Department of Electrical Engineering, Guizhou University, Guiyang 550025, China.
Sensors (Basel). 2023 Feb 6;23(4):1811. doi: 10.3390/s23041811.
Selecting the best planting area for blueberries is an essential issue in agriculture. To better improve the effectiveness of blueberry cultivation, a machine learning-based classification model for blueberry ecological suitability was proposed for the first time and its validation was conducted by using multi-source environmental features data in this paper. The sparrow search algorithm (SSA) was adopted to optimize the CatBoost model and classify the ecological suitability of blueberries based on the selection of data features. Firstly, the Borderline-SMOTE algorithm was used to balance the number of positive and negative samples. The Variance Inflation Factor and information gain methods were applied to filter out the factors affecting the growth of blueberries.
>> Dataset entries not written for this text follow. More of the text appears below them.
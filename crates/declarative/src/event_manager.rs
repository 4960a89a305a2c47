//! Event routing and refresh callbacks
//!
//! Events produced while applying a resource travel along the labelled
//! edges of the relationship graph. Each target collects them per callback
//! and runs the callback once, when it is applied itself.

use crate::catalog::{Catalog, ResourceId};
use crate::graph::{REFRESH, RelationshipGraph};
use crate::status::ResourceStatus;
use crate::types::{Event, EventStatus, NOOP_RESTART, RESTARTED};
use log::{debug, error, info};
use std::collections::HashMap;

/// Queues events per target and callback, and records every event of a run
#[derive(Debug, Default)]
pub struct EventManager {
    events: Vec<Event>,
    queues: HashMap<ResourceId, Vec<(String, Vec<Event>)>>,
}

impl EventManager {
    pub fn new() -> Self {
        Self::default()
    }

    /// Every event queued during the run, in order
    pub fn events(&self) -> &[Event] {
        &self.events
    }

    pub fn into_events(self) -> Vec<Event> {
        self.events
    }

    /// Record the events of a resource and route them to interested targets
    ///
    /// An event that invalidates refreshes first drops the refresh already
    /// queued for its own resource. Self-refreshing resources that are not
    /// being removed queue a refresh of themselves.
    pub fn queue_events(
        &mut self,
        catalog: &Catalog,
        graph: &RelationshipGraph,
        source: ResourceId,
        events: &[Event],
    ) {
        let Some(resource) = catalog.get(source).cloned() else {
            return;
        };
        let source_ref = resource.resource_ref();
        self.events.extend(events.iter().cloned());

        let mut by_name: Vec<(&str, Vec<Event>)> = Vec::new();
        for event in events {
            match by_name.iter_mut().find(|(name, _)| *name == event.name) {
                Some((_, group)) => group.push(event.clone()),
                None => by_name.push((event.name.as_str(), vec![event.clone()])),
            }
        }

        for (name, group) in by_name {
            if group.iter().any(|e| e.invalidate_refreshes) {
                self.dequeue_events_for_resource(graph, source, source, REFRESH);
            }

            if resource.self_refresh() && !resource.deleting() {
                self.queue_events_for_resource(graph, source, source, REFRESH, &group);
            }

            for (target, callback) in graph.matching_edges(source, name) {
                let responds = catalog
                    .get(target)
                    .is_some_and(|t| t.responds_to(&callback));
                if !responds {
                    continue;
                }
                self.queue_events_for_resource(graph, source, target, &callback, &group);
            }
        }
        debug!("{source_ref}: queued {} event(s)", events.len());
    }

    /// Add events to the queue of one target callback
    pub fn queue_events_for_resource(
        &mut self,
        graph: &RelationshipGraph,
        source: ResourceId,
        target: ResourceId,
        callback: &str,
        events: &[Event],
    ) {
        let queue = self.queues.entry(target).or_default();
        match queue.iter_mut().find(|(name, _)| name == callback) {
            Some((_, queued)) => queued.extend(events.iter().cloned()),
            None => {
                info!(
                    "{}: Scheduling {callback} of {}",
                    graph.describe(source),
                    graph.describe(target)
                );
                queue.push((callback.to_string(), events.to_vec()));
            }
        }
    }

    /// Drop the events queued for one callback of a target
    ///
    /// `source` is the resource whose event asked for the drop. Returns
    /// true if a callback was unscheduled.
    pub fn dequeue_events_for_resource(
        &mut self,
        graph: &RelationshipGraph,
        source: ResourceId,
        target: ResourceId,
        callback: &str,
    ) -> bool {
        let Some(queue) = self.queues.get_mut(&target) else {
            return false;
        };
        let Some(position) = queue.iter().position(|(name, _)| name == callback) else {
            return false;
        };
        info!("{}", unscheduling_message(graph, source, target, callback));
        queue.remove(position);
        true
    }

    /// Drop everything queued for a target
    pub fn dequeue_all_events_for_resource(&mut self, target: ResourceId) {
        self.queues.remove(&target);
    }

    /// Callbacks currently queued for a target, with their event counts
    pub fn queued_callbacks(&self, target: ResourceId) -> Vec<(String, usize)> {
        self.queues
            .get(&target)
            .map(|queue| {
                queue
                    .iter()
                    .map(|(callback, events)| (callback.clone(), events.len()))
                    .collect()
            })
            .unwrap_or_default()
    }

    /// Run the callbacks queued for a resource that was just applied
    ///
    /// Batches made only of noop events, and any batch in noop mode, are
    /// reported instead of run. A resource that ran at least one callback
    /// emits a `restarted` event.
    pub fn process_events(
        &mut self,
        catalog: &Catalog,
        graph: &RelationshipGraph,
        id: ResourceId,
        status: &mut ResourceStatus,
        noop: bool,
    ) {
        let Some(resource) = catalog.get(id).cloned() else {
            return;
        };
        let reference = resource.resource_ref();
        let queued = self.queues.remove(&id).unwrap_or_default();
        let mut restarted = false;

        for (callback, events) in queued {
            let count = events.len();
            let plural = if count == 1 { "" } else { "s" };

            if noop || events.iter().all(Event::is_noop) {
                info!("{reference}: Would have triggered '{callback}' from {count} event{plural}");
                let event = Event::new(reference.clone(), NOOP_RESTART, EventStatus::Noop);
                self.queue_events(catalog, graph, id, &[event]);
                continue;
            }

            match resource.callback(&callback, &events) {
                Ok(()) => {
                    if reference.type_name != crate::resource::Whit::TYPE {
                        info!("{reference}: Triggered '{callback}' from {count} event{plural}");
                    }
                    restarted = true;
                }
                Err(e) => {
                    let message = format!("Failed to call {callback}: {e:#}");
                    error!("{reference}: {message}");
                    status.failed_to_restart = true;
                    status.failure_reason = Some(message);
                }
            }
        }

        if restarted {
            status.restarted = true;
            let event = Event::new(reference, RESTARTED, EventStatus::Success);
            self.queue_events(catalog, graph, id, &[event]);
        }
    }
}

fn unscheduling_message(
    graph: &RelationshipGraph,
    source: ResourceId,
    target: ResourceId,
    callback: &str,
) -> String {
    format!(
        "{}: Unscheduling {callback} on {}",
        graph.describe(source),
        graph.describe(target)
    )
}
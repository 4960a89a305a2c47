//! Resource tags and tag-based run filtering

use serde::{Deserialize, Serialize};
use std::collections::BTreeSet;

/// A normalized set of tags
#[derive(Debug, Clone, Default, PartialEq, Eq, Serialize, Deserialize)]
#[serde(transparent)]
pub struct Tags(BTreeSet<String>);

impl Tags {
    pub fn new() -> Self {
        Self::default()
    }

    /// Add a tag if it is valid; tags are lowercased
    pub fn insert(&mut self, tag: &str) -> bool {
        let tag = tag.trim().to_lowercase();
        if !valid_tag(&tag) {
            return false;
        }
        self.0.insert(tag)
    }

    /// Add every tag from another set
    pub fn merge(&mut self, other: &Tags) {
        self.0.extend(other.0.iter().cloned());
    }

    pub fn contains(&self, tag: &str) -> bool {
        self.0.contains(&tag.to_lowercase())
    }

    /// Whether any of the given tags is present
    pub fn tagged_with_any(&self, tags: &[String]) -> bool {
        tags.iter().any(|t| self.contains(t))
    }

    pub fn iter(&self) -> impl Iterator<Item = &str> {
        self.0.iter().map(String::as_str)
    }

    pub fn is_empty(&self) -> bool {
        self.0.is_empty()
    }
}

impl<S: AsRef<str>> FromIterator<S> for Tags {
    fn from_iter<I: IntoIterator<Item = S>>(iter: I) -> Self {
        let mut tags = Tags::new();
        for tag in iter {
            tags.insert(tag.as_ref());
        }
        tags
    }
}

/// Tags may contain letters, digits, `_`, `-`, `.` and `::`
fn valid_tag(tag: &str) -> bool {
    !tag.is_empty()
        && tag
            .chars()
            .all(|c| c.is_alphanumeric() || matches!(c, '_' | '-' | '.' | ':'))
}

/// Split a comma-separated tag list ("one, two") into tags
pub fn parse_tag_list(list: &str) -> Vec<String> {
    list.split(',')
        .map(|t| t.trim().to_lowercase())
        .filter(|t| !t.is_empty())
        .collect()
}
Subsequently, the processed data were fed into the CatBoost for training, and the parameters of the CatBoost were optimized to obtain the optimal model using SSA. Finally, the SSA-CatBoost model was adopted to classify the ecological suitability of blueberries and output the suitability types. Taking a study on a blueberry plantation in Majiang County, Guizhou Province, China as an example, the findings demonstrate that the AUC value of the SSA-CatBoost-based blueberry ecological suitability model is 0.921, which is 2.68% higher than that of the CatBoost (AUC = 0.897) and is significantly higher than Logistic Regression (AUC = 0.855), Support Vector Machine (AUC = 0.864), and Random Forest (AUC = 0.875). Furthermore, the ecological suitability of blueberries in Majiang County is mapped according to the classification results of different models. When comparing the actual blueberry cultivation situation in Majiang County, the classification results of the SSA-CatBoost model proposed in this paper matches best with the real blueberry cultivation situation in Majiang County, which is of a high reference value for the selection of blueberry cultivation sites.
选择蓝莓的最佳种植区域是农业中的一个重要问题。为了更好地提高蓝莓种植的效果,本文首次提出了一种基于机器学习的蓝莓生态适宜性分类模型,并利用多源环境特征数据对其进行了验证。采用麻雀搜索算法(SSA)对 CatBoost 模型进行优化,根据数据特征的选择对蓝莓的生态适宜性进行分类。首先,使用边界-SMOTE 算法来平衡正、负样本的数量。使用方差膨胀因子和信息增益方法筛选出影响蓝莓生长的因素。然后,将处理后的数据输入到 CatBoost 中进行训练,并使用 SSA 优化 CatBoost 的参数,以获得最优模型。最后,采用 SSA-CatBoost 模型对蓝莓的生态适宜性进行分类,并输出适宜性类型。以中国贵州省麻江县的一个蓝莓种植园为例,结果表明,基于 SSA-CatBoost 的蓝莓生态适宜性模型的 AUC 值为 0.921,比 CatBoost(AUC = 0.897)高 2.68%,明显高于逻辑回归(AUC = 0.855)、支持向量机(AUC = 0.864)和随机森林(AUC = 0.875)。此外,根据不同模型的分类结果对麻江县蓝莓的生态适宜性进行了映射。当将本文提出的 SSA-CatBoost 模型的分类结果与麻江县实际的蓝莓种植情况进行比较时,该模型的分类结果与麻江县实际的蓝莓种植情况最为吻合,对蓝莓种植地点的选择具有较高的参考价值。